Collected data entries
++++

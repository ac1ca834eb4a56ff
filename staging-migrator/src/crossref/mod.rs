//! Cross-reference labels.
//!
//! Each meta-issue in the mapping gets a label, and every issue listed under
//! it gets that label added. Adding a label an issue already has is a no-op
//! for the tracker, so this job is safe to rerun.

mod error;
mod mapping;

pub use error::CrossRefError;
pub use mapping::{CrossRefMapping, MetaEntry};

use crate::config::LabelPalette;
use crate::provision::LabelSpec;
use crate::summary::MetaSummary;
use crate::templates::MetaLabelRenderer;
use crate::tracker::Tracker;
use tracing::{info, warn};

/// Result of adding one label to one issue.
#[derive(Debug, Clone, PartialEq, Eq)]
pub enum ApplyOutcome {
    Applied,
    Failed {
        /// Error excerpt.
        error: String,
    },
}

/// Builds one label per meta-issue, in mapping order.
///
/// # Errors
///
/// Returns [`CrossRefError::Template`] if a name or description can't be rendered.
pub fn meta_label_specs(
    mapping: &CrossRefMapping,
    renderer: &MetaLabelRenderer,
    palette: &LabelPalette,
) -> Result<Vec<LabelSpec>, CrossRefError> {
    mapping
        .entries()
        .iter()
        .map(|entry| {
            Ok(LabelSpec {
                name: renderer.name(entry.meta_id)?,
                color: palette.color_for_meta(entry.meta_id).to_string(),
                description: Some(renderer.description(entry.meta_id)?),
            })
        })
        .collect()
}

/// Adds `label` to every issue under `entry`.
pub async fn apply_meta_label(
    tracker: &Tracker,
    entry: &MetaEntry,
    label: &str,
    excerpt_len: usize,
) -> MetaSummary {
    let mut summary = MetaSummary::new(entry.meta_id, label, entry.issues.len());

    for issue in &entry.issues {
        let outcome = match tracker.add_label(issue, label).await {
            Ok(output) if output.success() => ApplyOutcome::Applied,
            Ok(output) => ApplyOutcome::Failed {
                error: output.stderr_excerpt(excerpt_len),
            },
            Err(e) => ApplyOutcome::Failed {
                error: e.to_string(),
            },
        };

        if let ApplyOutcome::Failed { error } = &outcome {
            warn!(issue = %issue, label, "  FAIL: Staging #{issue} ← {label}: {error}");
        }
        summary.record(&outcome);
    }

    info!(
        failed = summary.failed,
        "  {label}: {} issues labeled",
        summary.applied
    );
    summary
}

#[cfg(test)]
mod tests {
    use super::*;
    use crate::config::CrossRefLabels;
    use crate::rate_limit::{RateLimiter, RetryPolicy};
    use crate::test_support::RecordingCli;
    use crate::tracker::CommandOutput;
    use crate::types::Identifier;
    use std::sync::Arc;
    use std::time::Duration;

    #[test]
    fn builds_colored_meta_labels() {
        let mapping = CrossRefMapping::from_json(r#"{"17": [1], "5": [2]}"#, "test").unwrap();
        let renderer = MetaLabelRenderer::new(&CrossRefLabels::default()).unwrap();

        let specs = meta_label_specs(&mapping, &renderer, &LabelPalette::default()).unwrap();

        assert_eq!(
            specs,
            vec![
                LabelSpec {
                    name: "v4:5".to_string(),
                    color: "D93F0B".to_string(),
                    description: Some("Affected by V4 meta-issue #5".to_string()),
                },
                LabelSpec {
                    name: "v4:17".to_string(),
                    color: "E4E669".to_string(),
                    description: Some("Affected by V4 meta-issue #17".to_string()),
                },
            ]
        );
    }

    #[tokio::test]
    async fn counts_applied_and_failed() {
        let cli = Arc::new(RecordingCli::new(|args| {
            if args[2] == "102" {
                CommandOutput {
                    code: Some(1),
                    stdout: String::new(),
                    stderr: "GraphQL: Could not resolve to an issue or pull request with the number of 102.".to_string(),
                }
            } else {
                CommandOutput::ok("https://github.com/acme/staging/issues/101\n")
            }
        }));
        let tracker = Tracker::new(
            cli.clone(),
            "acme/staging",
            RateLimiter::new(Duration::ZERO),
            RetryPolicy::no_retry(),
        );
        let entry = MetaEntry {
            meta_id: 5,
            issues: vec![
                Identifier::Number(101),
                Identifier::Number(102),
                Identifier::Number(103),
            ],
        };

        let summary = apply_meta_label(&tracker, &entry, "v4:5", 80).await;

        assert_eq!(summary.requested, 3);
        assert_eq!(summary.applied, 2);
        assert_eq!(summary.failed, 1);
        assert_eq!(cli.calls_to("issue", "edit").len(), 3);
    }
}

++++

Return only the number of lines above that include the word "RecordingCli".

Solution to this task
2